The use of mound morphology as the injection progresses as a predictor of VUR resolution is fraught with some inherent drawbacks. What defines a “good” mound is a subjective measure much like the subjectivity of the “good urethral plate” in hypospadias surgery; both are qualitative, difficult to define, and are based on surgeon experience. Secondly, the mound is a 2-dimensional view of the effect of the injection at the ureteric orifice, but gives no indication of the support achieved, if any, along the entire intra vesical ureter. In addition, the mound at injection may not be the mound at the time of reassessment by a VCUG at 3 months. There is a well-documented 19% decrease in the injected Dx/HA bolus over 3 months [8]. This volume reduction occurs because the dextranomer microspheres constitute 50% of the volume in Dx/HA and their hydrolysis overtime will alter the mound morphology, likely shrinking it somewhat, notwithstanding the stabilizing effect of collagen ingrowth [17]. This coupled with a risk of bolus migration would mean that the surgeon could use mound morphology as a predictor of VUR correction at the time of injection but this endpoint may not be a stable indicator of longer term success. In studies which showed the effect of a “favorable” mound morphology on outcome, VUR resolved in 53% of ureters in Lavelle’s series and in 36% in the study by Yucel et al. [11]. Moreover, up to 12% of “good” mounds can have persistent VUR following Dx/HA injection [18].

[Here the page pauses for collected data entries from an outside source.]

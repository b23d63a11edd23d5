use std::path::PathBuf;

use clap::{Parser, Subcommand};
use scene::SceneConfig;
use scene::content;
use scene::section::all_sections;
use serde::Serialize;
use tracing_subscriber::EnvFilter;

#[derive(Parser, Debug)]
#[command(name = "portfolio", about = "Headless driver for the portfolio scene")]
struct Cli {
    #[command(subcommand)]
    command: Command,
}

#[derive(Subcommand, Debug)]
enum Command {
    /// Print the section descriptors as JSON.
    Sections,
    /// Print the default scene config as JSON.
    Config,
    /// Print the expanded-card text for a section title.
    Content { title: String },
    /// Run a JSON step script and print the final snapshot with the event log.
    Simulate {
        script: PathBuf,
        #[arg(long)]
        config: Option<PathBuf>,
        #[arg(long, default_value_t = 60.0)]
        fps: f64,
    },
}

#[derive(Serialize)]
struct SectionLine {
    index: usize,
    id: &'static str,
    title: &'static str,
    description: &'static str,
    color: &'static str,
    glow_color: &'static str,
    icon: &'static str,
}

fn main() {
    tracing_subscriber::fmt()
        .with_env_filter(EnvFilter::from_default_env())
        .with_writer(std::io::stderr)
        .init();

    if let Err(e) = real_main() {
        eprintln!("error: {e}");
        std::process::exit(1);
    }
}

fn real_main() -> Result<(), Box<dyn std::error::Error>> {
    let cli = Cli::parse();
    match cli.command {
        Command::Sections => {
            let sections: Vec<SectionLine> = all_sections()
                .into_iter()
                .map(|s| SectionLine {
                    index: s.kind.index(),
                    id: s.id,
                    title: s.title,
                    description: s.description,
                    color: s.color,
                    glow_color: s.glow_color,
                    icon: s.icon.glyph(),
                })
                .collect();
            println!("{}", serde_json::to_string_pretty(&sections)?);
        }
        Command::Content { title } => {
            println!("{}", content::lookup(&title));
        }
        Command::Config => {
            println!("{}", serde_json::to_string_pretty(&SceneConfig::default())?);
        }
        Command::Simulate { script, config, fps } => {
            let config = match config {
                Some(path) => SceneConfig::load(path)?,
                None => SceneConfig::default(),
            };
            let steps = tools::load_script(&script)?;
            let report = tools::run_script(config, &steps, fps)?;
            println!("{}", serde_json::to_string_pretty(&report)?);
        }
    }
    Ok(())
}
//! Frame-rate independent exponential smoothing.
//!
//! `damp(current, target, rate, dt)` moves `current` toward `target` by the
//! fraction `1 - exp(-rate * dt)`. Two half-steps produce the same result as
//! one full step, so motion does not depend on the refresh rate.

use super::Vec3;

/// Largest `dt` fed into a single smoothing step (seconds).
pub const MAX_STEP_DT: f64 = 0.1;

/// Blend fraction for one step of `dt` seconds at `rate` (per second).
pub fn damp_factor(rate: f64, dt: f64) -> f64 {
    let dt = dt.clamp(0.0, MAX_STEP_DT);
    1.0 - (-rate.max(0.0) * dt).exp()
}

pub fn damp(current: f64, target: f64, rate: f64, dt: f64) -> f64 {
    current + (target - current) * damp_factor(rate, dt)
}

pub fn damp_vec3(current: Vec3, target: Vec3, rate: f64, dt: f64) -> Vec3 {
    current.lerp(target, damp_factor(rate, dt))
}

/// Plain linear interpolation, `t` unclamped.
pub fn lerp(a: f64, b: f64, t: f64) -> f64 {
    a + (b - a) * t
}

#[cfg(test)]
mod tests {
    use super::{damp, damp_factor, damp_vec3, lerp};
    use crate::math::Vec3;

    #[test]
    fn zero_dt_does_not_move() {
        assert_eq!(damp(1.0, 5.0, 4.0, 0.0), 1.0);
    }

    #[test]
    fn two_half_steps_equal_one_step() {
        let one = damp(0.0, 10.0, 3.0, 1.0 / 30.0);
        let half = damp(damp(0.0, 10.0, 3.0, 1.0 / 60.0), 10.0, 3.0, 1.0 / 60.0);
        assert!((one - half).abs() < 1e-12);
    }

    #[test]
    fn factor_stays_in_unit_interval() {
        for dt in [0.0, 0.001, 0.016, 0.5, 10.0] {
            let f = damp_factor(8.0, dt);
            assert!((0.0..1.0).contains(&f));
        }
    }

    #[test]
    fn converges_toward_target() {
        let mut p = Vec3::new(10.0, 0.0, 0.0);
        for _ in 0..600 {
            p = damp_vec3(p, Vec3::ZERO, 2.0, 1.0 / 60.0);
        }
        assert!(p.length() < 1e-3);
    }

    #[test]
    fn lerp_midpoint() {
        assert_eq!(lerp(-15.0, 0.0, 0.5), -7.5);
    }
}
pub mod damp;
pub mod vec;

pub use damp::*;
pub use vec::*;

These studies all share the inherent limitations of nonrandomized retrospective reviews. In the present paper, this primarily involves failure to identify and include of all confounding variables which could impact the results. For example, one of the criticisms of our study is that the technique of injection (HIT versus STING) was not analyzed. Moreover, the very indications for treatment of the reflux vary from study to study, along with the severity of VUR further confounding the results and their comparison with other studies.

5. Conclusions

There are several factors which may predict successful VUR correction following Dx/HA injection. Our study revealed the presence of a direct association between injected volume and VUR correction, by treating volume as a continuous variable, even while controlling for other variables, highlighting its importance as a true success modifier. The injected volume of Dx/HA is a factor, which to a degree under the direct control of the surgeon. Given the exigencies of materials cost, and the expectation on surgeons to use available medical resources responsibly, without a clear demonstration of the effect of volume on results, the surgeon is to a certain extent hesitant to use only a small portion of a second Dx/HA syringe, beyond the 0.8–1 mL available for injection in the standard commercially available syringe. Based on our experience, we now adopt a more aggressive approach in injecting a minimum of 0.8 mL irrespective of the grade of VUR and ensure obliteration of hydrodistension at the end of injection. From a cost stand point, an injection failure definitely involves higher costs and, therefore, it is reasonable to use a higher volume at the initial attempt to improve success rates. Syringes with slightly greater volumes of 1.2–1.4 mL, should they become available in the future, may provide greater treatment flexibility in this regard. Finally, though endoscopic injection for VUR is generally accepted as a simple procedure, the importance of technique and experience are evident in most studies. Further prospective studies which include all variables, and which possibly perform hydrodistension in a standardized manner, need to be conducted to identify factors which can be used for patient counselling, and increase success rates to those won by open correction of VUR.